EXERCISE AIM -
Beginning with the first line of the data below, reproduce every line unchanged, ending with the line that holds "pub struct NewUser".

DATA EXCERPTS -
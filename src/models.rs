use chrono::{NaiveDate, NaiveDateTime};
use diesel::prelude::*;
use uuid::Uuid;

use crate::schema::*;

#[derive(Debug, Clone, Queryable, Identifiable)]
#[diesel(table_name = users)]
pub struct User {
    pub id: Uuid,
    pub username: String,
    pub password_hash: String,
    pub role: String,
    pub department: Option<String>,
    pub created_at: NaiveDateTime,
    pub updated_at: NaiveDateTime,
}

#[derive(Debug, Insertable)]
#[diesel(table_name = users)]
pub struct NewUser {
    pub id: Uuid,
    pub username: String,
    pub password_hash: String,
    pub role: String,
    pub department: Option<String>,
}

#[derive(Debug, Clone, Queryable, Identifiable)]
#[diesel(table_name = departments)]
pub struct Department {
    pub id: Uuid,
    pub name: String,
    pub email: String,
    pub created_at: NaiveDateTime,
    pub updated_at: NaiveDateTime,
    pub password_hash: Option<String>,
}

#[derive(Debug, Insertable)]
#[diesel(table_name = departments)]
pub struct NewDepartment {
    pub id: Uuid,
    pub name: String,
    pub email: String,
    pub password_hash: Option<String>,
}

#[derive(Debug, Clone, Queryable, Identifiable)]
#[diesel(table_name = files)]
pub struct AuditFile {
    pub id: Uuid,
    pub file_name: String,
    pub storage_key: String,
    pub checksum: String,
    pub document_type: String,
    pub status: String,
    pub start_date: Option<NaiveDate>,
    pub end_date: Option<NaiveDate>,
    pub assignment_date: Option<String>,
    pub final_remarks: Option<String>,
    pub rejoinder_rounds: i32,
    pub uploaded_at: NaiveDateTime,
    pub updated_at: NaiveDateTime,
}

#[derive(Debug, Insertable)]
#[diesel(table_name = files)]
pub struct NewAuditFile {
    pub id: Uuid,
    pub file_name: String,
    pub storage_key: String,
    pub checksum: String,
    pub document_type: String,
    pub status: String,
}

#[derive(Debug, Clone, Queryable, Identifiable, Associations)]
#[diesel(table_name = document_elements)]
#[diesel(belongs_to(AuditFile, foreign_key = file_id))]
pub struct DocumentElement {
    pub id: Uuid,
    pub file_id: Option<Uuid>,
    pub para_id: String,
    pub para_audit_id: Option<String>,
    pub element_type: String,
    pub content: String,
    pub sort_order: i32,
    pub remarks: String,
    pub departments: Vec<String>,
    pub rejoinder_departments: Vec<String>,
    pub created_at: NaiveDateTime,
    pub updated_at: NaiveDateTime,
}

#[derive(Debug, Clone, Insertable)]
#[diesel(table_name = document_elements)]
pub struct NewDocumentElement {
    pub id: Uuid,
    pub file_id: Option<Uuid>,
    pub para_id: String,
    pub para_audit_id: Option<String>,
    pub element_type: String,
    pub content: String,
    pub sort_order: i32,
    pub remarks: String,
    pub departments: Vec<String>,
    pub rejoinder_departments: Vec<String>,
}

#[derive(Debug, Clone, Queryable, Associations)]
#[diesel(table_name = department_remarks)]
#[diesel(belongs_to(DocumentElement, foreign_key = element_id))]
#[diesel(primary_key(element_id, department))]
pub struct DepartmentRemark {
    pub element_id: Uuid,
    pub department: String,
    pub remark: String,
    pub signature_key: Option<String>,
    pub remarked_at: NaiveDateTime,
}

#[derive(Debug, Insertable)]
#[diesel(table_name = department_remarks)]
pub struct NewDepartmentRemark {
    pub element_id: Uuid,
    pub department: String,
    pub remark: String,
    pub signature_key: Option<String>,
    pub remarked_at: NaiveDateTime,
}

#[derive(Debug, Clone, Queryable, Associations)]
#[diesel(table_name = rejoinder_entries)]
#[diesel(belongs_to(DocumentElement, foreign_key = element_id))]
#[diesel(primary_key(element_id, round))]
pub struct RejoinderEntry {
    pub element_id: Uuid,
    pub round: i32,
    pub remark: String,
    pub final_remark: String,
    pub updated_at: NaiveDateTime,
}

#[derive(Debug, Insertable)]
#[diesel(table_name = rejoinder_entries)]
pub struct NewRejoinderEntry {
    pub element_id: Uuid,
    pub round: i32,
    pub remark: String,
    pub final_remark: String,
}

#[derive(Debug, Clone, Queryable, Associations)]
#[diesel(table_name = rejoinder_replies)]
#[diesel(belongs_to(DocumentElement, foreign_key = element_id))]
#[diesel(primary_key(element_id, department, round))]
pub struct RejoinderReply {
    pub element_id: Uuid,
    pub department: String,
    pub round: i32,
    pub reply: String,
    pub replied_at: NaiveDateTime,
}

#[derive(Debug, Insertable)]
#[diesel(table_name = rejoinder_replies)]
pub struct NewRejoinderReply {
    pub element_id: Uuid,
    pub department: String,
    pub round: i32,
    pub reply: String,
    pub replied_at: NaiveDateTime,
}
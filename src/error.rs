use axum::{
    http::StatusCode,
    response::{IntoResponse, Response},
    Json,
};
use diesel::result::DatabaseErrorKind;
use serde::Serialize;
use std::fmt::Display;

use crate::lifecycle::LifecycleError;

pub type AppResult<T> = Result<T, AppError>;

#[derive(Debug, Clone, Copy, PartialEq, Eq, Serialize)]
#[serde(rename_all = "snake_case")]
pub enum ErrorKind {
    NotFound,
    ValidationFailed,
    PreconditionFailed,
    Timeout,
    Unauthorized,
    Forbidden,
    Conflict,
    Internal,
}

#[derive(Debug)]
pub struct AppError {
    status: StatusCode,
    kind: ErrorKind,
    message: String,
    details: Vec<String>,
}

impl AppError {
    pub fn new(status: StatusCode, kind: ErrorKind, message: impl Into<String>) -> Self {
        Self {
            status,
            kind,
            message: message.into(),
            details: Vec::new(),
        }
    }

    pub fn with_details(mut self, details: Vec<String>) -> Self {
        self.details = details;
        self
    }

    pub fn status(&self) -> StatusCode {
        self.status
    }

    pub fn kind(&self) -> ErrorKind {
        self.kind
    }

    pub fn message(&self) -> &str {
        &self.message
    }

    pub fn details(&self) -> &[String] {
        &self.details
    }

    pub fn bad_request(message: impl Into<String>) -> Self {
        Self::new(StatusCode::BAD_REQUEST, ErrorKind::ValidationFailed, message)
    }

    pub fn precondition(message: impl Into<String>) -> Self {
        Self::new(StatusCode::CONFLICT, ErrorKind::PreconditionFailed, message)
    }

    pub fn conflict(message: impl Into<String>) -> Self {
        Self::new(StatusCode::CONFLICT, ErrorKind::Conflict, message)
    }

    pub fn timeout(operation: &str) -> Self {
        Self::new(
            StatusCode::GATEWAY_TIMEOUT,
            ErrorKind::Timeout,
            format!("{operation} timed out"),
        )
    }

    pub fn unauthorized() -> Self {
        Self::new(StatusCode::UNAUTHORIZED, ErrorKind::Unauthorized, "unauthorized")
    }

    pub fn forbidden(message: impl Into<String>) -> Self {
        Self::new(StatusCode::FORBIDDEN, ErrorKind::Forbidden, message)
    }

    pub fn not_found() -> Self {
        Self::new(StatusCode::NOT_FOUND, ErrorKind::NotFound, "resource not found")
    }

    pub fn internal<E: Display>(error: E) -> Self {
        Self::new(
            StatusCode::INTERNAL_SERVER_ERROR,
            ErrorKind::Internal,
            error.to_string(),
        )
    }
}

impl Display for AppError {
    fn fmt(&self, f: &mut std::fmt::Formatter<'_>) -> std::fmt::Result {
        write!(f, "{} ({})", self.message, self.status)
    }
}

impl IntoResponse for AppError {
    fn into_response(self) -> Response {
        let status = self.status;
        let body = Json(ErrorResponse {
            error: self.message,
            kind: self.kind,
            details: self.details,
        });
        (status, body).into_response()
    }
}

#[derive(Serialize)]
struct ErrorResponse {
    error: String,
    kind: ErrorKind,
    #[serde(skip_serializing_if = "Vec::is_empty")]
    details: Vec<String>,
}

impl From<LifecycleError> for AppError {
    fn from(value: LifecycleError) -> Self {
        let details = value.details();
        let base = if value.is_precondition() {
            AppError::precondition(value.to_string())
        } else {
            AppError::bad_request(value.to_string())
        };
        base.with_details(details)
    }
}

impl From<diesel::result::Error> for AppError {
    fn from(value: diesel::result::Error) -> Self {
        match value {
            diesel::result::Error::NotFound => AppError::not_found(),
            diesel::result::Error::DatabaseError(DatabaseErrorKind::UniqueViolation, info) => {
                AppError::conflict(info.message().to_string())
            }
            _ => AppError::internal(value),
        }
    }
}

impl From<jsonwebtoken::errors::Error> for AppError {
    fn from(value: jsonwebtoken::errors::Error) -> Self {
        AppError::internal(value)
    }
}

impl From<anyhow::Error> for AppError {
    fn from(value: anyhow::Error) -> Self {
        AppError::internal(value)
    }
}

impl From<std::io::Error> for AppError {
    fn from(value: std::io::Error) -> Self {
        AppError::internal(value)
    }
}

impl From<serde_json::Error> for AppError {
    fn from(value: serde_json::Error) -> Self {
        AppError::internal(value)
    }
}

ANSWER BOX -
filename src/models.rs
use chrono::{NaiveDate, NaiveDateTime};
use diesel::prelude::*;
use uuid::Uuid;

use crate::schema::*;

#[derive(Debug, Clone, Queryable, Identifiable)]
#[diesel(table_name = users)]
pub struct User {
    pub id: Uuid,
    pub username: String,
    pub password_hash: String,
    pub role: String,
    pub department: Option<String>,
    pub created_at: NaiveDateTime,
    pub updated_at: NaiveDateTime,
}

#[derive(Debug, Insertable)]
#[diesel(table_name = users)]
pub struct NewUser {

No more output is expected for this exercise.